Here, the “substituent” specifically includes a hydroxy group, an amino group, and the like. Specific examples of the “linking group” include an amide group, an ester group, and an ether group.
The long chain aliphatic alkylamine may be in the form of a salt. Examples of the amine salt include acid neutralized acid salts. Examples of the acid used for neutralization include hydrochloric acid, sulfuric acid, nitric acid, phosphoric acid, glycolic acid, lactic acid, citric acid, polyacrylic acid, paratoluenesulfonic acid, cumenesulfonic acid, and the like. Two or more types may be used in combination.
As the long-chain aliphatic alkylamine, a tertiary amine represented by the following formula (II) and / or a salt thereof is particularly suitable.

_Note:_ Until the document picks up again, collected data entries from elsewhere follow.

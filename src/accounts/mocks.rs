//! In-memory stand-ins for the store, notifier and clock.

use std::collections::HashMap;
use std::sync::{
    atomic::{AtomicBool, Ordering},
    Arc, Mutex,
};

use async_trait::async_trait;
use time::{Duration, OffsetDateTime};
use tokio::sync::Barrier;
use uuid::Uuid;

use crate::accounts::{
    repo::UserStore,
    repo_types::{NewUser, User},
    tokens::Clock,
};
use crate::notify::{Mail, Notifier};

#[derive(Default)]
pub struct MemoryUserStore {
    users: Mutex<HashMap<Uuid, User>>,
    reset_lookup_gate: Mutex<Option<Arc<Barrier>>>,
    fail_next: AtomicBool,
}

impl MemoryUserStore {
    pub fn get(&self, email: &str) -> Option<User> {
        self.users
            .lock()
            .unwrap()
            .values()
            .find(|u| u.email == email)
            .cloned()
    }

    /// Holds reset-token lookups until `n` of them are waiting.
    pub fn pause_reset_lookups(&self, n: usize) {
        *self.reset_lookup_gate.lock().unwrap() = Some(Arc::new(Barrier::new(n)));
    }

    pub fn fail_next(&self) {
        self.fail_next.store(true, Ordering::SeqCst);
    }

    fn check_failure(&self) -> anyhow::Result<()> {
        if self.fail_next.swap(false, Ordering::SeqCst) {
            anyhow::bail!("store unavailable");
        }
        Ok(())
    }
}

#[async_trait]
impl UserStore for MemoryUserStore {
    async fn find_by_email(&self, email: &str) -> anyhow::Result<Option<User>> {
        self.check_failure()?;
        Ok(self.get(email))
    }

    async fn find_by_reset_token(&self, token: &str) -> anyhow::Result<Option<User>> {
        self.check_failure()?;
        let found = self
            .users
            .lock()
            .unwrap()
            .values()
            .filter(|u| u.reset_token.as_deref() == Some(token))
            .min_by_key(|u| u.created_at)
            .cloned();
        let gate = self.reset_lookup_gate.lock().unwrap().clone();
        if let Some(gate) = gate {
            gate.wait().await;
        }
        Ok(found)
    }

    async fn insert(&self, user: NewUser) -> anyhow::Result<Option<Uuid>> {
        self.check_failure()?;
        let mut users = self.users.lock().unwrap();
        if users.values().any(|u| u.email == user.email) {
            return Ok(None);
        }
        let id = user.id;
        users.insert(
            id,
            User {
                id,
                email: user.email,
                password_hash: user.password_hash,
                verified: false,
                verification_token: Some(user.verification_token),
                verification_expiration: Some(user.verification_expiration),
                reset_token: None,
                reset_expiration: None,
                created_at: user.created_at,
            },
        );
        Ok(Some(id))
    }

    async fn set_reset_token(
        &self,
        id: Uuid,
        token: &str,
        expires_at: OffsetDateTime,
    ) -> anyhow::Result<bool> {
        self.check_failure()?;
        let mut users = self.users.lock().unwrap();
        Ok(match users.get_mut(&id) {
            Some(u) => {
                u.reset_token = Some(token.to_string());
                u.reset_expiration = Some(expires_at);
                true
            }
            None => false,
        })
    }

    async fn consume_verification(&self, id: Uuid, token: &str) -> anyhow::Result<bool> {
        self.check_failure()?;
        let mut users = self.users.lock().unwrap();
        Ok(match users.get_mut(&id) {
            Some(u) if u.verification_token.as_deref() == Some(token) => {
                u.verified = true;
                u.verification_token = None;
                u.verification_expiration = None;
                true
            }
            _ => false,
        })
    }

    async fn consume_reset(
        &self,
        id: Uuid,
        token: &str,
        password_hash: &str,
    ) -> anyhow::Result<bool> {
        self.check_failure()?;
        let mut users = self.users.lock().unwrap();
        Ok(match users.get_mut(&id) {
            Some(u) if u.reset_token.as_deref() == Some(token) => {
                u.password_hash = password_hash.to_string();
                u.reset_token = None;
                u.reset_expiration = None;
                true
            }
            _ => false,
        })
    }
}

#[derive(Default)]
pub struct RecordingNotifier {
    sent: Mutex<Vec<Mail>>,
    should_fail: bool,
}

impl RecordingNotifier {
    pub fn failing() -> Self {
        Self {
            sent: Mutex::new(Vec::new()),
            should_fail: true,
        }
    }

    pub fn sent(&self) -> Vec<Mail> {
        self.sent.lock().unwrap().clone()
    }
}

#[async_trait]
impl Notifier for RecordingNotifier {
    async fn send(&self, mail: &Mail) -> anyhow::Result<()> {
        if self.should_fail {
            anyhow::bail!("smtp unavailable");
        }
        self.sent.lock().unwrap().push(mail.clone());
        Ok(())
    }
}

pub struct ManualClock {
    now: Mutex<OffsetDateTime>,
}

impl ManualClock {
    pub fn new(now: OffsetDateTime) -> Self {
        Self {
            now: Mutex::new(now),
        }
    }

    pub fn advance(&self, by: Duration) {
        *self.now.lock().unwrap() += by;
    }
}

impl Clock for ManualClock {
    fn now(&self) -> OffsetDateTime {
        *self.now.lock().unwrap()
    }
}
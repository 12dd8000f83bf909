use anyhow::Context;
use serde::Deserialize;

#[derive(Debug, Clone, Deserialize)]
pub struct SmtpConfig {
    pub host: String,
    pub port: u16,
    pub sender: String,
    pub password: String,
}

#[derive(Debug, Clone, Deserialize)]
pub struct AppConfig {
    pub database_url: String,
    pub max_connections: u32,
    /// `None` means mail is only logged, never delivered.
    pub smtp: Option<SmtpConfig>,
}

impl AppConfig {
    pub fn from_env() -> anyhow::Result<Self> {
        let database_url = std::env::var("DATABASE_URL").context("DATABASE_URL must be set")?;
        let max_connections = std::env::var("DB_MAX_CONNECTIONS")
            .ok()
            .and_then(|v| v.parse::<u32>().ok())
            .unwrap_or(10);

        let smtp = match std::env::var("EMAIL_SENDER") {
            Ok(sender) if !sender.is_empty() => Some(SmtpConfig {
                host: std::env::var("SMTP_HOST").unwrap_or_else(|_| "smtp.gmail.com".into()),
                port: std::env::var("SMTP_PORT")
                    .ok()
                    .and_then(|v| v.parse::<u16>().ok())
                    .unwrap_or(587),
                password: std::env::var("EMAIL_PASSWORD")
                    .context("EMAIL_PASSWORD must be set when EMAIL_SENDER is")?,
                sender,
            }),
            _ => None,
        };

        Ok(Self {
            database_url,
            max_connections,
            smtp,
        })
    }
}
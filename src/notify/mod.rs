use async_trait::async_trait;
use tracing::info;

mod smtp;

pub use smtp::SmtpNotifier;

/// A plain-text message for one recipient.
#[derive(Debug, Clone, PartialEq, Eq)]
pub struct Mail {
    pub to: String,
    pub subject: String,
    pub body: String,
}

/// Outbound message delivery. One attempt, no retry.
#[async_trait]
pub trait Notifier: Send + Sync {
    async fn send(&self, mail: &Mail) -> anyhow::Result<()>;
}

/// Writes mail to the log instead of delivering it.
#[derive(Debug, Clone, Copy, Default)]
pub struct LogNotifier;

#[async_trait]
impl Notifier for LogNotifier {
    async fn send(&self, mail: &Mail) -> anyhow::Result<()> {
        info!(to = %mail.to, subject = %mail.subject, "mail not delivered (log transport)");
        Ok(())
    }
}

#[cfg(test)]
mod tests {
    use super::*;

    #[tokio::test]
    async fn log_notifier_accepts_everything() {
        let mail = Mail {
            to: "a@x.com".into(),
            subject: "Verify Account".into(),
            body: "hello".into(),
        };
        LogNotifier.send(&mail).await.expect("log transport never fails");
    }
}
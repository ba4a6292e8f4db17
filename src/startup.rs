//! Startup sequence.
//!
//! The stored configuration is restored first. A configuration carried by
//! the launch URL then replaces it, and its parameter is stripped from the
//! URL once it has been applied. A link that does not decode is ignored and
//! left as it was.

use carportkit_layout::sharing::{clear_config_from_url, parse_config_from_url};
use carportkit_layout::ConfigStore;
use carportkit_settings::ConfigPersistence;
use tracing::info;

/// Where the active configuration came from.
#[derive(Debug, Clone, Copy, PartialEq, Eq)]
pub enum ConfigSource {
    Default,
    Persisted,
    Url,
}

/// Result of [`restore`].
#[derive(Debug, Clone, PartialEq, Eq)]
pub struct Restored {
    pub source: ConfigSource,
    /// The launch URL with the configuration parameter removed, or as given
    /// when it carried no usable configuration.
    pub url: Option<String>,
}

/// Loads the persisted configuration, then the one carried by `url`, into
/// `store`.
pub fn restore(
    store: &mut ConfigStore,
    persistence: &ConfigPersistence,
    url: Option<&str>,
    param: &str,
) -> Restored {
    let mut source = ConfigSource::Default;
    if let Some(config) = persistence.load() {
        store.set_config(config);
        source = ConfigSource::Persisted;
    }

    let url = url.map(|url| match parse_config_from_url(url, param) {
        Some(config) => {
            store.set_config(config);
            source = ConfigSource::Url;
            clear_config_from_url(url, param)
        }
        None => url.to_string(),
    });

    info!("Configuration restored from {:?}", source);
    Restored { source, url }
}
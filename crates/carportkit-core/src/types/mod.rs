//! Type system utilities and aliases.
//!
//! ## Modules
//!
//! - [`aliases`]: Shared-state alias for `Arc<Mutex<T>>`.

pub mod aliases;

pub use aliases::*;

In the above formula (II), R3 is a hydrocarbon group having 7 to 28 carbon atoms, which may be linear or branched, saturated or unsaturated, It may contain a substituent. R3 may have a linking group such as an amide group, an ester group or an ether group in its chain, and an amide group or an ester group is preferably used as the linking group. In addition, when R3 contains a substituent or a linking group, the carbon number in the substituent and the linking group is not included in the carbon number of R3.
Among them, -R3 is "-R6-W" (wherein R6 is a linear or branched alkylene group having 1 to 4 carbon atoms, preferably 1 to 3 carbon atoms. -W is -NHCO-R7 or -OOC-R8, R7 is a hydrocarbon group having 7 to 23 carbon atoms, preferably 7 to 21, more preferably 9 to 19, and R8 is a hydrocarbon group having 11 to 23 carbon atoms, preferably 12 to 20 carbon atoms. R7 and R8 may be linear or branched and may be saturated or unsaturated.). R7 and R8 are preferably linear. R7 and R8 are preferably saturated.
R4 is a hydrocarbon group having 1 to 25 carbon atoms. R4 may be linear or branched, may be saturated or unsaturated, and may further contain a substituent. R4 may have a linking group such as an amide group, an ester group or an ether group in the chain. Of these, a linear or branched alkyl group having 1 to 4 carbon atoms and a linear or branched hydroxyalkyl group having 1 to 4 carbon atoms are preferably used.
R5 is any one of a linear or branched alkyl group having 1 to 4 carbon atoms, a linear or branched hydroxyalkyl group having 1 to 4 carbon atoms, and a polyoxyethylene group having 1 to 3 EO addition moles. Yes, a linear or branched alkyl group having 1 to 4 carbon atoms or a linear or branched hydroxyalkyl group having 1 to 4 carbon atoms is preferably used.
Among the above formulas (II), tertiary amines represented by the following formula (III) and / or salts thereof are more preferable.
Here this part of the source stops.